Es muy poco probable que los animales no humanos piensen «yo me alimento» cuando se alimentan o «yo me cobijo» cuando se cobijan; no tienen necesidad de ello. La re-flexión del acto marca el origen de la escisión, la pérdida de la armonía. Y si el árbol del conocimiento pertenecía a los dioses, habremos de suponer que éstos no eran tan perfectamente felices como nos cuentan sino, antes bien, perfectamente desgraciados. Quién sabe si la famosa prohibición de Jehová no sería más bien un consejo, una generosa advertencia: Cuidaos de comer del árbol del conocimiento, pues seréis como dioses.
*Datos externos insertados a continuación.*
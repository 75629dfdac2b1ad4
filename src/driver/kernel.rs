//! Shared strategy-kernel helpers
//!
//! One kernel function per strategy kind, shared between the live and stub
//! drivers: CSS building for attribute/role strategies, a constrained XPath
//! → CSS translation for the offline driver, and the text-similarity
//! predicate used by `text_anchor` and named `role` strategies.

use once_cell::sync::Lazy;
use regex::Regex;

/// Minimum normalized similarity for a text-anchor candidate to qualify.
pub const TEXT_MATCH_FLOOR: f64 = 0.5;

/// Normalized Levenshtein similarity on trimmed text.
#[must_use]
pub fn text_similarity(candidate: &str, wanted: &str) -> f64 {
    strsim::normalized_levenshtein(candidate.trim(), wanted.trim())
}

/// Whether candidate text qualifies for a text-anchored strategy:
/// containment counts as a full match, otherwise similarity must clear
/// [`TEXT_MATCH_FLOOR`].
#[must_use]
pub fn text_qualifies(candidate: &str, wanted: &str) -> bool {
    let candidate = candidate.trim();
    let wanted = wanted.trim();
    if wanted.is_empty() {
        return false;
    }
    candidate.contains(wanted) || text_similarity(candidate, wanted) >= TEXT_MATCH_FLOOR
}

/// Escape a value for embedding inside a double-quoted CSS attribute selector.
#[must_use]
pub fn css_escape(value: &str) -> String {
    value.replace('\\', "\\\\").replace('"', "\\\"")
}

/// CSS selector for an attribute-match strategy.
#[must_use]
pub fn attribute_css(tag: Option<&str>, name: &str, value: &str) -> String {
    format!(
        "{}[{}=\"{}\"]",
        tag.unwrap_or(""),
        name,
        css_escape(value)
    )
}

/// CSS selector matching both explicit `role=` attributes and the elements
/// that carry the role implicitly.
#[must_use]
pub fn role_css(role: &str) -> String {
    let implicit: &str = match role {
        "button" => "button, input[type=\"button\"], input[type=\"submit\"]",
        "link" => "a[href]",
        "heading" => "h1, h2, h3, h4, h5, h6",
        "textbox" => "input[type=\"text\"], input:not([type]), textarea",
        "checkbox" => "input[type=\"checkbox\"]",
        "radio" => "input[type=\"radio\"]",
        "combobox" => "select",
        "img" => "img",
        "list" => "ul, ol",
        "listitem" => "li",
        "table" => "table",
        "navigation" => "nav",
        "main" => "main",
        _ => "",
    };
    if implicit.is_empty() {
        format!("[role=\"{}\"]", css_escape(role))
    } else {
        format!("[role=\"{}\"], {}", css_escape(role), implicit)
    }
}

static XPATH_TAG: Lazy<Regex> =
    Lazy::new(|| Regex::new(r"^//([a-zA-Z][a-zA-Z0-9]*|\*)$").expect("static regex"));
static XPATH_TAG_ATTR: Lazy<Regex> = Lazy::new(|| {
    Regex::new(r#"^//([a-zA-Z][a-zA-Z0-9]*|\*)\[@([a-zA-Z][a-zA-Z0-9_-]*)=(?:'([^']*)'|"([^"]*)")\]$"#)
        .expect("static regex")
});

/// Translate the supported XPath subset to CSS for backends without a
/// native XPath engine. Covers `//tag`, `//*`, and `//tag[@attr='value']`;
/// anything else is rejected so the caller can record a no-match rather
/// than silently mis-matching.
#[must_use]
pub fn xpath_to_css(expression: &str) -> Option<String> {
    let expression = expression.trim();
    if let Some(caps) = XPATH_TAG.captures(expression) {
        let tag = &caps[1];
        return Some(if tag == "*" { "*".into() } else { tag.to_string() });
    }
    if let Some(caps) = XPATH_TAG_ATTR.captures(expression) {
        let tag = &caps[1];
        let attr = &caps[2];
        let value = caps.get(3).or_else(|| caps.get(4)).map_or("", |m| m.as_str());
        let tag = if tag == "*" { "" } else { tag };
        return Some(format!("{}[{}=\"{}\"]", tag, attr, css_escape(value)));
    }
    None
}

#[cfg(test)]
mod tests {
    use super::*;

    #[test]
    fn xpath_subset_translates() {
        assert_eq!(xpath_to_css("//h1"), Some("h1".to_string()));
        assert_eq!(xpath_to_css("//*"), Some("*".to_string()));
        assert_eq!(
            xpath_to_css("//h1[@id='firstHeading']"),
            Some("h1[id=\"firstHeading\"]".to_string())
        );
        assert_eq!(
            xpath_to_css("//div[@class=\"team\"]"),
            Some("div[class=\"team\"]".to_string())
        );
        assert_eq!(xpath_to_css("//a/b"), None);
        assert_eq!(xpath_to_css("//h1[contains(text(),'x')]"), None);
    }

    #[test]
    fn text_qualification_uses_containment_then_similarity() {
        assert!(text_qualifies("  Alpha  ", "Alpha"));
        assert!(text_qualifies("Alpha Centauri", "Alpha"));
        assert!(text_qualifies("Alphq", "Alpha"));
        assert!(!text_qualifies("completely different", "Alpha"));
    }

    #[test]
    fn role_css_includes_implicit_elements() {
        let css = role_css("button");
        assert!(css.contains("[role=\"button\"]"));
        assert!(css.contains("input[type=\"submit\"]"));
        assert_eq!(role_css("tab"), "[role=\"tab\"]");
    }
}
Ahamkāra: sabia delimitación que el sistema sāmkhya introdujo entre la mente y la conciencia. La mente (manas): el sentido que aúna las percepciones proporcionadas por los otros cinco, y la conciencia (buddhi): la capacidad de ver la realidad externa que los sentidos construyen y asistir, además, a esta construcción. El observador que, retirándose, fuese capaz de situarse convenientemente podría llegar a comprender el funcionamiento del universo. Pero ¿qué yo sería aquel que observase desde una conciencia despojada del yo? Baste por el momento con aprender a distanciarse de la mente, la agitadora, la habladora incontinente, asistir a las evoluciones del yo, tomar distancia de la voluntad que llama decisiones a las sacudidas del eterno proceso y se las atribuye.
Sin embargo, nadie permanece mucho tiempo ante una imagen detenida. Cierto temor al contagio de su fijeza, se diría, que sube por los pies como si fuese el frío de la muerte. La vida es movimiento, decimos. Y para sacudirnos inventamos festejos, ceremonias, juegos en los que el riesgo a perder algo, fortuna, alma o sosiego, nos hace sentir vivos. Todo lo que se mueve nos atrae.
Un insecto ha cruzado el marco de la ventana. Aquel súbito zumbido y la curva veloz que el insecto describe en la habitación vuelven a dirigir mi atención hacia el exterior. Ha de llegar un tiempo en que sobren las palabras, las discusiones se abandonen y donde hubo intransigencia se instale una calma amable. Vejez, le dicen, a ese estado, cuando la calma es el último deseo y en él todos los demás se disuelven. Ver levantarse y acostarse el día es para mí, ahora, el más importante de los acontecimientos. Contados son los amaneceres que me quedan: ¿qué podría compensar la pérdida de uno de ellos?
Hay que procurar que el mí se duerma para que las cosas encuentren sus pasajes.